Quando il mondo di gioco decide di non fermarsi più

Non è certo una sorpresa che Crimson Desert punti su una mappa gigantesca e su un livello di interattività piuttosto ambizioso. La parte più curiosa, però, è che andando ancora più in alto il mondo non si esaurisce: si allarga. E alla fine si arriva persino nello spazio, da cui si può guardare Pywel come se fosse un pianeta qualunque, con una vista che il gioco si prende persino la briga di rendere sorprendentemente dettagliata.
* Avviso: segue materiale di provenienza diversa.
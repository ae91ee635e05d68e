//! Quick-Call II classifier (C3): A-then-B two-tone sequential pager tones.

use crate::model::{DetectedTone, FrequencyRun};

/// The 82 canonical Quick-Call II frequencies, 288.5-2573.2 Hz.
pub const QCII_TABLE: [f64; 82] = [
    288.5, 296.5, 304.7, 313.8, 321.7, 330.5, 339.6, 349.0, 358.6, 368.5, 378.6, 389.0, 399.8,
    410.8, 422.1, 433.7, 445.7, 457.9, 470.5, 483.5, 496.8, 510.5, 524.6, 539.0, 553.9, 569.1,
    584.8, 600.9, 617.4, 634.5, 651.9, 669.9, 688.3, 707.3, 726.8, 746.8, 767.4, 788.5, 810.2,
    832.5, 855.5, 879.0, 903.2, 928.1, 953.7, 979.9, 989.0, 1006.9, 1034.7, 1063.2, 1092.4,
    1122.5, 1153.4, 1185.2, 1217.8, 1251.4, 1285.8, 1321.2, 1357.6, 1395.0, 1433.4, 1472.9,
    1513.5, 1555.2, 1598.0, 1642.0, 1687.2, 1733.7, 1781.5, 1830.5, 1881.0, 1930.2, 1981.1,
    2043.8, 2094.5, 2155.6, 2212.2, 2271.7, 2334.6, 2401.0, 2468.2, 2573.2,
];

/// Tunables for Quick-Call classification.
#[derive(Debug, Clone, Copy)]
pub struct QuickCallConfig {
    pub threshold_percent: f64,
    pub min_run_frames: usize,
    pub max_a_tone_frames: usize,
    pub min_b_tone_frames: usize,
}

impl Default for QuickCallConfig {
    fn default() -> Self {
        Self {
            threshold_percent: 2.0,
            min_run_frames: 8,
            max_a_tone_frames: 12,
            min_b_tone_frames: 28,
        }
    }
}

/// Return the QCII table entry minimizing `|target - q|`.
pub fn snap(target: f64) -> f64 {
    QCII_TABLE
        .iter()
        .copied()
        .min_by(|a, b| {
            (target - a)
                .abs()
                .partial_cmp(&(target - b).abs())
                .unwrap()
        })
        .expect("QCII_TABLE is non-empty")
}

fn snaps_within_tolerance(freq: f64, threshold_percent: f64) -> bool {
    QCII_TABLE
        .iter()
        .any(|&q| (freq - q).abs() <= q * threshold_percent / 100.0)
}

/// Classify Quick-Call II tones from frequency runs, assigning monotonic `tone_id`s.
pub fn classify_quick_calls(runs: &[FrequencyRun], config: QuickCallConfig) -> Vec<DetectedTone> {
    let mut out = Vec::new();
    let mut previous: Option<&FrequencyRun> = None;
    let mut next_tone_id: u32 = 0;

    for run in runs.iter().filter(|r| r.len() >= config.min_run_frames) {
        let Some(prev) = previous else {
            previous = Some(run);
            continue;
        };

        if snaps_within_tolerance(run.first(), config.threshold_percent) {
            if prev.len() <= config.max_a_tone_frames && run.len() >= config.min_b_tone_frames {
                let actual = (prev.first(), run.first());
                let exact = (snap(actual.0), snap(actual.1));
                out.push(DetectedTone::QuickCall {
                    tone_id: next_tone_id,
                    exact,
                    actual,
                    start_time_s: prev.start_time_s,
                });
                next_tone_id += 1;
            }
            previous = Some(run);
        }
        // else: current run doesn't snap to the QCII table; skip it and keep `previous`.
    }

    out
}

#[cfg(test)]
mod tests {
    use super::*;

    fn run(start: f64, freq: f64, len: usize) -> FrequencyRun {
        FrequencyRun {
            start_time_s: start,
            frequencies: vec![freq; len],
        }
    }

    #[test]
    fn snap_is_idempotent() {
        for &q in QCII_TABLE.iter() {
            assert_eq!(snap(snap(q)), snap(q));
        }
        assert_eq!(snap(snap(700.3)), snap(700.3));
    }

    #[test]
    fn emits_quick_call_for_a_then_b_pattern() {
        let runs = vec![run(5.0, 726.8, 10), run(6.0, 1122.5, 30)];
        let tones = classify_quick_calls(&runs, QuickCallConfig::default());
        assert_eq!(tones.len(), 1);
        match &tones[0] {
            DetectedTone::QuickCall {
                tone_id,
                exact,
                actual,
                start_time_s,
            } => {
                assert_eq!(*tone_id, 0);
                assert_eq!(*exact, (726.8, 1122.5));
                assert_eq!(*actual, (726.8, 1122.5));
                assert_eq!(*start_time_s, 5.0);
            }
            _ => panic!("expected QuickCall"),
        }
    }

    #[test]
    fn rejects_when_b_tone_too_short() {
        let runs = vec![run(5.0, 726.8, 10), run(6.0, 1122.5, 10)];
        let tones = classify_quick_calls(&runs, QuickCallConfig::default());
        assert!(tones.is_empty());
    }

    #[test]
    fn rejects_when_a_tone_too_long() {
        let runs = vec![run(5.0, 726.8, 13), run(6.0, 1122.5, 30)];
        let tones = classify_quick_calls(&runs, QuickCallConfig::default());
        assert!(tones.is_empty());
    }

    #[test]
    fn ignores_non_qcii_runs_between_candidates() {
        let runs = vec![run(1.0, 726.8, 10), run(2.0, 4000.0, 9), run(3.0, 1122.5, 30)];
        let tones = classify_quick_calls(&runs, QuickCallConfig::default());
        assert_eq!(tones.len(), 1);
    }

    #[test]
    fn assigns_monotonic_tone_ids_across_clip() {
        let runs = vec![
            run(1.0, 726.8, 10),
            run(2.0, 1122.5, 30),
            run(10.0, 953.7, 10),
            run(11.0, 1433.4, 30),
        ];
        let tones = classify_quick_calls(&runs, QuickCallConfig::default());
        let ids: Vec<u32> = tones
            .iter()
            .map(|t| match t {
                DetectedTone::QuickCall { tone_id, .. } => *tone_id,
                _ => unreachable!(),
            })
            .collect();
        assert_eq!(ids, vec![0, 1]);
    }
}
A scoprire la cosa è stato il gruppo ItemRelocationClub, che secondo quanto riportato da PC Gamer è riuscito a oltrepassare l’atmosfera superiore del gioco e a entrare nel buio dello spazio. Il risultato? Non il classico vuoto decorativo messo lì per fare scena, ma un ambiente con stelle, una Via Lattea ben definita e persino la curvatura di un pianeta vicino.

Come ci sono arrivati

Se l’idea vi stuzzica, conviene però armarsi di pazienza. E anche di una certa tolleranza per la ripetizione, che qui è parte del pacchetto.

Per raggiungere lo spazio, infatti, serve:

  • installare una mod di stamina infinita;
  • eseguire circa 10.000 attacchi aerei consecutivi;
  • dedicare all’impresa più o meno tre ore.

Insomma, niente che ricordi una passeggiata rilassante. Una volta arrivati lassù, la vista è notevole, ma è difficile negare che la parte più interessante di Crimson Desert resti quella a livello del suolo, dove succedono davvero le cose.

Perché esiste tutto questo?

La domanda è inevitabile: perché Pearl Abyss si è presa la briga di modellare anche lo spazio, se l’unico modo per vederlo passa da mod ed exploit?

NikTek, un altro creatore di contenuti che è riuscito a fare lo stesso viaggio a colpi di attacchi aerei, ha ipotizzato che il team possa stare preparando un contenuto aggiuntivo a tema spaziale, oppure perfino un futuro gioco ambientato nello spazio. Ipotesi suggestiva, certo. Però c’è anche una spiegazione più semplice: Pearl Abyss vuole che Crimson Desert sembri un mondo coerente, vivo e senza soluzione di continuità, persino nei punti che la maggior parte dei giocatori non vedrà mai.

Una scelta un po’ eccessiva, forse. Ma almeno qualcuno, da qualche parte, ha pensato anche alle stelle.